Bourne’s referral to an i-phone moment alludes to 2007, when after nearly 15 years of playing with fairly cluncky ‘smart phone’, Apple came out with the first touch-screen, and the market has exploded ever since.

‘When the taxi driver starts talking about battery storage, you’d better start listening,’ he said. ‘A lot of them know about storage, because they drive Prius cars and other hybrid electrics.’

Bourne says the battery storage market is at a similar point, highlighted by the plunging costs and the consumer aesthetics being introduced by the likes of Tesla.

‘The Tesla Powerwall begins to look like a consumer product with desirable features to it.,’ Bourne told RenewEconomy. ‘It says, ‘I want to work with you’.

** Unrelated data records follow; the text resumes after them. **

//! Actor entity model and DTOs.

use kino_core::types::{DbId, Timestamp};
use serde::{Deserialize, Serialize};
use sqlx::FromRow;

/// A row from the `actors` table.
#[derive(Debug, Clone, FromRow, Serialize)]
pub struct Actor {
    pub id: DbId,
    pub name: String,
    pub photo_url: Option<String>,
    pub bio: String,
    pub created_at: Timestamp,
    pub updated_at: Timestamp,
}

/// An actor together with one film they appear in. Used for batch loading casts.
#[derive(Debug, Clone, FromRow)]
pub struct FilmActor {
    pub film_id: DbId,
    pub id: DbId,
    pub name: String,
    pub photo_url: Option<String>,
    pub bio: String,
}

/// Cast member as embedded in film responses.
#[derive(Debug, Clone, Serialize)]
pub struct CastMember {
    pub id: DbId,
    pub name: String,
    pub photo_url: Option<String>,
    pub bio: String,
}

impl From<FilmActor> for CastMember {
    fn from(a: FilmActor) -> Self {
        Self {
            id: a.id,
            name: a.name,
            photo_url: a.photo_url,
            bio: a.bio,
        }
    }
}

/// DTO for creating a new actor.
#[derive(Debug, Clone, Deserialize)]
pub struct CreateActor {
    pub name: String,
    pub photo_url: Option<String>,
    pub bio: Option<String>,
}

/// DTO for updating an actor. All fields optional.
#[derive(Debug, Clone, Deserialize)]
pub struct UpdateActor {
    pub name: Option<String>,
    pub photo_url: Option<String>,
    pub bio: Option<String>,
}
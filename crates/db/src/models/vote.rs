//! Vote entity model.

use kino_core::types::{DbId, Timestamp};
use serde::Serialize;
use sqlx::FromRow;

/// A row from the `votes` table. At most one per (user, film).
#[derive(Debug, Clone, FromRow, Serialize)]
pub struct Vote {
    pub id: DbId,
    pub user_id: DbId,
    pub film_id: DbId,
    pub rating: f64,
    pub created_at: Timestamp,
    pub updated_at: Timestamp,
}
//! Handlers for the `/films` resource: catalog CRUD, localized listings and
//! the details page.
//!
//! Films are never serialized straight from the row. [`FilmResponse`] is the
//! field allowlist, with title/overview/tagline resolved for the request
//! language and the cast attached.

use std::collections::{BTreeMap, HashMap};

use axum::extract::{Path, Query, State};
use axum::http::StatusCode;
use axum::Json;
use chrono::{NaiveDate, Utc};
use kino_core::catalog::{
    rank_by_popularity, DateRange, PopularityInput, DETAILS_WINDOW_DAYS, LISTING_LIMIT,
    NOW_PLAYING_WINDOW_DAYS, POPULAR_LOOKBACK_DAYS, UPCOMING_WINDOW_DAYS,
};
use kino_core::error::CoreError;
use kino_core::language::{pick_translation, LanguageCode};
use kino_core::pricing::{price_list, PriceList};
use kino_core::types::DbId;
use kino_db::models::actor::CastMember;
use kino_db::models::cinema::Cinema;
use kino_db::models::film::{CreateFilm, Film, FilmTranslation, UpdateFilm, UpsertFilmTranslation};
use kino_db::models::movie_session::{MovieSession, SessionFilter, SessionListing};
use kino_db::repositories::{
    ActorRepo, CinemaRepo, FilmRepo, FilmTranslationRepo, MovieSessionRepo,
};
use serde::{Deserialize, Serialize};

use crate::error::{AppError, AppResult};
use crate::middleware::language::RequestLanguage;
use crate::middleware::rbac::RequireAdmin;
use crate::state::AppState;

// ---------------------------------------------------------------------------
// Response types
// ---------------------------------------------------------------------------

/// Public representation of a film.
#[derive(Debug, Serialize)]
pub struct FilmResponse {
    pub id: DbId,
    pub title: String,
    pub overview: String,
    pub tagline: String,
    pub release_date: NaiveDate,
    pub runtime: i32,
    pub poster_url: Option<String>,
    pub background_url: Option<String>,
    pub genres: Vec<String>,
    pub vote_average: f64,
    pub vote_count: i32,
    pub actors: Vec<CastMember>,
    /// Language the text fields are in.
    pub language: String,
}

/// One screening on the details page.
#[derive(Debug, Serialize)]
pub struct SessionEntry {
    pub id: DbId,
    /// `HH:MM`.
    pub time: String,
    pub cinema: String,
    pub cinema_id: DbId,
    pub hall: String,
    pub hall_id: DbId,
    /// Display name, e.g. `"English"`.
    pub language: &'static str,
    pub language_code: &'static str,
    pub prices: PriceList,
    pub available_seats: i32,
}

#[derive(Debug, Serialize)]
pub struct FilmDetailsResponse {
    pub film: FilmResponse,
    /// Screenings keyed by ISO date, ascending.
    pub sessions: BTreeMap<String, Vec<SessionEntry>>,
    pub dates: DateRange,
}

#[derive(Debug, Serialize)]
pub struct PagedFilms {
    #[serde(skip_serializing_if = "Option::is_none")]
    pub dates: Option<DateRange>,
    pub page: u32,
    pub results: Vec<FilmResponse>,
}

#[derive(Debug, Deserialize)]
pub struct SearchParams {
    pub query: Option<String>,
}

// ---------------------------------------------------------------------------
// CRUD
// ---------------------------------------------------------------------------

/// POST /api/v1/films
///
/// The film row and its actor links are written in one transaction.
pub async fn create(
    State(state): State<AppState>,
    RequireAdmin(_admin): RequireAdmin,
    lang: RequestLanguage,
    Json(input): Json<CreateFilm>,
) -> AppResult<(StatusCode, Json<FilmResponse>)> {
    validate_film_fields(Some(&input.title), Some(input.runtime))?;

    let mut tx = state.pool.begin().await?;
    let film = FilmRepo::create(&mut *tx, &input).await?;
    FilmRepo::add_actors(&mut *tx, film.id, &input.actor_ids).await?;
    tx.commit().await?;

    tracing::info!(film_id = film.id, title = %film.title, "Film created");

    let response = render_one(&state, film, &lang.0).await?;
    Ok((StatusCode::CREATED, Json(response)))
}

/// GET /api/v1/films
pub async fn list(
    State(state): State<AppState>,
    lang: RequestLanguage,
) -> AppResult<Json<Vec<FilmResponse>>> {
    let films = FilmRepo::list(&state.pool).await?;
    Ok(Json(render_films(&state, films, &lang.0).await?))
}

/// GET /api/v1/films/{id}
pub async fn get_by_id(
    State(state): State<AppState>,
    Path(id): Path<DbId>,
    lang: RequestLanguage,
) -> AppResult<Json<FilmResponse>> {
    let film = find_film(&state, id).await?;
    Ok(Json(render_one(&state, film, &lang.0).await?))
}

/// PUT /api/v1/films/{id}
pub async fn update(
    State(state): State<AppState>,
    RequireAdmin(_admin): RequireAdmin,
    Path(id): Path<DbId>,
    lang: RequestLanguage,
    Json(input): Json<UpdateFilm>,
) -> AppResult<Json<FilmResponse>> {
    validate_film_fields(input.title.as_deref(), input.runtime)?;
    let film = FilmRepo::update(&state.pool, id, &input)
        .await?
        .ok_or_else(|| AppError::not_found("Film", id))?;
    Ok(Json(render_one(&state, film, &lang.0).await?))
}

/// DELETE /api/v1/films/{id}
pub async fn delete(
    State(state): State<AppState>,
    RequireAdmin(_admin): RequireAdmin,
    Path(id): Path<DbId>,
) -> AppResult<StatusCode> {
    if FilmRepo::delete(&state.pool, id).await? {
        tracing::info!(film_id = id, "Film deleted");
        Ok(StatusCode::NO_CONTENT)
    } else {
        Err(AppError::not_found("Film", id))
    }
}

/// GET /api/v1/films/search?query=
///
/// Case-insensitive substring match on the base title or any translated
/// title. An empty query returns an empty list.
pub async fn search(
    State(state): State<AppState>,
    Query(params): Query<SearchParams>,
    lang: RequestLanguage,
) -> AppResult<Json<Vec<FilmResponse>>> {
    let term = params.query.as_deref().map(str::trim).unwrap_or_default();
    if term.is_empty() {
        return Ok(Json(Vec::new()));
    }
    let films = FilmRepo::search(&state.pool, term).await?;
    Ok(Json(render_films(&state, films, &lang.0).await?))
}

// ---------------------------------------------------------------------------
// Cast and translations
// ---------------------------------------------------------------------------

/// POST /api/v1/films/{id}/actors/{actor_id}
pub async fn attach_actor(
    State(state): State<AppState>,
    RequireAdmin(_admin): RequireAdmin,
    Path((film_id, actor_id)): Path<(DbId, DbId)>,
) -> AppResult<StatusCode> {
    find_film(&state, film_id).await?;
    ActorRepo::find_by_id(&state.pool, actor_id)
        .await?
        .ok_or_else(|| AppError::not_found("Actor", actor_id))?;
    ActorRepo::attach_to_film(&state.pool, film_id, actor_id).await?;
    Ok(StatusCode::NO_CONTENT)
}

/// DELETE /api/v1/films/{id}/actors/{actor_id}
pub async fn detach_actor(
    State(state): State<AppState>,
    RequireAdmin(_admin): RequireAdmin,
    Path((film_id, actor_id)): Path<(DbId, DbId)>,
) -> AppResult<StatusCode> {
    if ActorRepo::detach_from_film(&state.pool, film_id, actor_id).await? {
        Ok(StatusCode::NO_CONTENT)
    } else {
        Err(AppError::not_found("Actor", actor_id))
    }
}

/// PUT /api/v1/films/{id}/translations/{lang}
pub async fn upsert_translation(
    State(state): State<AppState>,
    RequireAdmin(_admin): RequireAdmin,
    Path((film_id, lang)): Path<(DbId, String)>,
    Json(input): Json<UpsertFilmTranslation>,
) -> AppResult<Json<FilmTranslation>> {
    let code = LanguageCode::parse(&lang).ok_or_else(|| {
        AppError::Core(CoreError::Validation(format!(
            "Invalid language code '{lang}'"
        )))
    })?;
    if input.title.trim().is_empty() {
        return Err(AppError::Core(CoreError::Validation(
            "Translated title must not be empty".into(),
        )));
    }
    find_film(&state, film_id).await?;
    let translation =
        FilmTranslationRepo::upsert(&state.pool, film_id, code.as_str(), &input).await?;
    Ok(Json(translation))
}

// ---------------------------------------------------------------------------
// Listings
// ---------------------------------------------------------------------------

/// GET /api/v1/films/{id}/details
///
/// The film with its screenings for the next [`DETAILS_WINDOW_DAYS`] days,
/// grouped by date.
pub async fn details(
    State(state): State<AppState>,
    Path(id): Path<DbId>,
    lang: RequestLanguage,
) -> AppResult<Json<FilmDetailsResponse>> {
    let film = find_film(&state, id).await?;
    let dates = DateRange::starting(today(), DETAILS_WINDOW_DAYS);
    let listings = MovieSessionRepo::list_listings_for_film_between(
        &state.pool,
        id,
        dates.minimum,
        dates.maximum,
    )
    .await?;

    let mut sessions: BTreeMap<String, Vec<SessionEntry>> = BTreeMap::new();
    for listing in listings {
        let date = listing.session.date.format("%Y-%m-%d").to_string();
        sessions.entry(date).or_default().push(session_entry(listing)?);
    }

    Ok(Json(FilmDetailsResponse {
        film: render_one(&state, film, &lang.0).await?,
        sessions,
        dates,
    }))
}

/// GET /api/v1/films/popular
pub async fn popular(
    State(state): State<AppState>,
    lang: RequestLanguage,
) -> AppResult<Json<PagedFilms>> {
    let today = today();
    let since = today - chrono::Duration::days(POPULAR_LOOKBACK_DAYS);
    let candidates = FilmRepo::list_popularity_candidates(&state.pool, since).await?;

    let ranked = rank_by_popularity(candidates, today, LISTING_LIMIT, |c| PopularityInput {
        vote_average: c.film.vote_average,
        vote_count: c.film.vote_count,
        release_date: c.film.release_date,
        booking_count: c.booking_count,
    });
    let films = ranked.into_iter().map(|c| c.film).collect();

    Ok(Json(PagedFilms {
        dates: None,
        page: 1,
        results: render_films(&state, films, &lang.0).await?,
    }))
}

/// GET /api/v1/films/upcoming
pub async fn upcoming(
    State(state): State<AppState>,
    lang: RequestLanguage,
) -> AppResult<Json<PagedFilms>> {
    let today = today();
    let films = FilmRepo::list_upcoming(&state.pool, today, LISTING_LIMIT as i64).await?;
    Ok(Json(PagedFilms {
        dates: Some(DateRange::starting(today, UPCOMING_WINDOW_DAYS)),
        page: 1,
        results: render_films(&state, films, &lang.0).await?,
    }))
}

/// GET /api/v1/films/now-playing
pub async fn now_playing(
    State(state): State<AppState>,
    lang: RequestLanguage,
) -> AppResult<Json<PagedFilms>> {
    let dates = DateRange::starting(today(), NOW_PLAYING_WINDOW_DAYS);
    let films = FilmRepo::list_now_playing(&state.pool, dates.minimum, dates.maximum).await?;
    Ok(Json(PagedFilms {
        dates: Some(dates),
        page: 1,
        results: render_films(&state, films, &lang.0).await?,
    }))
}

/// GET /api/v1/films/{id}/cinemas
pub async fn cinemas(
    State(state): State<AppState>,
    Path(id): Path<DbId>,
) -> AppResult<Json<Vec<Cinema>>> {
    find_film(&state, id).await?;
    let cinemas = CinemaRepo::list_for_film(&state.pool, id).await?;
    Ok(Json(cinemas))
}

/// GET /api/v1/films/{id}/sessions
pub async fn sessions(
    State(state): State<AppState>,
    Path(id): Path<DbId>,
) -> AppResult<Json<Vec<MovieSession>>> {
    find_film(&state, id).await?;
    let filter = SessionFilter {
        film_id: Some(id),
        ..Default::default()
    };
    let sessions = MovieSessionRepo::list(&state.pool, &filter).await?;
    Ok(Json(sessions))
}

// ---------------------------------------------------------------------------
// Helpers
// ---------------------------------------------------------------------------

fn today() -> NaiveDate {
    Utc::now().date_naive()
}

async fn find_film(state: &AppState, id: DbId) -> AppResult<Film> {
    FilmRepo::find_by_id(&state.pool, id)
        .await?
        .ok_or_else(|| AppError::not_found("Film", id))
}

fn validate_film_fields(title: Option<&str>, runtime: Option<i32>) -> AppResult<()> {
    if matches!(title, Some(t) if t.trim().is_empty()) {
        return Err(AppError::Core(CoreError::Validation(
            "Title must not be empty".into(),
        )));
    }
    if matches!(runtime, Some(r) if r <= 0) {
        return Err(AppError::Core(CoreError::Validation(
            "Runtime must be positive".into(),
        )));
    }
    Ok(())
}

fn session_entry(listing: SessionListing) -> AppResult<SessionEntry> {
    let session = listing.session;
    let language = session.language()?;
    Ok(SessionEntry {
        id: session.id,
        time: session.time.format("%H:%M").to_string(),
        cinema: listing.cinema_name,
        cinema_id: session.cinema_id,
        hall: listing.hall_name,
        hall_id: session.hall_id,
        language: language.display_name(),
        language_code: language.code(),
        prices: price_list(&session.price_fields(), session.time),
        available_seats: session.available_seats,
    })
}

async fn render_one(state: &AppState, film: Film, lang: &LanguageCode) -> AppResult<FilmResponse> {
    let mut rendered = render_films(state, vec![film], lang).await?;
    rendered
        .pop()
        .ok_or_else(|| AppError::InternalError("Film rendering produced no output".into()))
}

/// Localize and attach casts to a batch of films, preserving order.
///
/// Two queries regardless of batch size: one for translations in the
/// requested and default languages, one for the casts.
async fn render_films(
    state: &AppState,
    films: Vec<Film>,
    lang: &LanguageCode,
) -> AppResult<Vec<FilmResponse>> {
    if films.is_empty() {
        return Ok(Vec::new());
    }
    let default = &state.config.default_language;
    let ids: Vec<DbId> = films.iter().map(|f| f.id).collect();

    let translations =
        FilmTranslationRepo::list_for_films(&state.pool, &ids, &[lang.as_str(), default.as_str()])
            .await?;
    let mut translations_by_film: HashMap<DbId, Vec<FilmTranslation>> = HashMap::new();
    for t in translations {
        translations_by_film.entry(t.film_id).or_default().push(t);
    }

    let mut cast_by_film: HashMap<DbId, Vec<CastMember>> = HashMap::new();
    for actor in ActorRepo::list_for_films(&state.pool, &ids).await? {
        cast_by_film
            .entry(actor.film_id)
            .or_default()
            .push(CastMember::from(actor));
    }

    let rendered = films
        .into_iter()
        .map(|film| {
            let candidates = translations_by_film
                .get(&film.id)
                .map(Vec::as_slice)
                .unwrap_or_default();
            let picked = pick_translation(candidates, lang, default, |t| t.language_code.as_str());
            let (title, overview, tagline, language) = match picked {
                Some(t) => (
                    t.title.clone(),
                    t.overview.clone(),
                    t.tagline.clone(),
                    t.language_code.clone(),
                ),
                None => (
                    film.title,
                    film.overview,
                    film.tagline,
                    default.to_string(),
                ),
            };
            FilmResponse {
                id: film.id,
                title,
                overview,
                tagline,
                release_date: film.release_date,
                runtime: film.runtime,
                poster_url: film.poster_url,
                background_url: film.background_url,
                genres: film.genres.0,
                vote_average: film.vote_average,
                vote_count: film.vote_count,
                actors: cast_by_film.remove(&film.id).unwrap_or_default(),
                language,
            }
        })
        .collect();
    Ok(rendered)
}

‘We are going to see this industry grow in a way that most people will be so surprised.

‘The potential interest in the residential market is very, very high. Costs are coming down and as technology moves forward, the one-way power system mentality is disappearing very fast.

‘Time is ticking forward in a way that some energy companies have not realised what is happening.’

According to Kane Thornton, the CEO of the Clean Energy Council, it is about Australians’ unique idea of independence, a strong romance factor, and a lack of trust in utilities.

Return on investment also comes into it, but it may be further down the list, and that will be largely dictated by the regulators and incumbents, in the form of tariff incentives.

Thornton says the consumer base in Australia is reasonably cynical about utilities. They like the idea of energy independence and are becoming increasingly energy literate.

And they have a further incentive, given that some 250,000 households across Australia, as pointed out by Morgan Stanley in an analysis last week, are about to move from premium feed-in tariffs to so called ‘fair value’ solar tariffs that, Thornton noted, were arguably not very fair value at all.

‘You don’t need to be a genius to see where there is a value proposition for storage in that market,’ Thornton said.

Interestingly, Thornton also cited the litmus test of a taxi-drive. He said his father, a sheep farmer in Victoria, was also talking battery storage.

‘There is a romance factor about this technology. My taxi driver was telling me about battery storage technology, my dad, a sheep farmer, was talking about it. People are excited about it.’

Bourne added that energy companies which kept their ‘heads in the sand’ risked seeing their consumers leaving the grid. That threat is real, he said, and would happen if they didn’t act.

‘People will put up barriers to stop this coming about. My own sense is bring it on,’ Bourne said.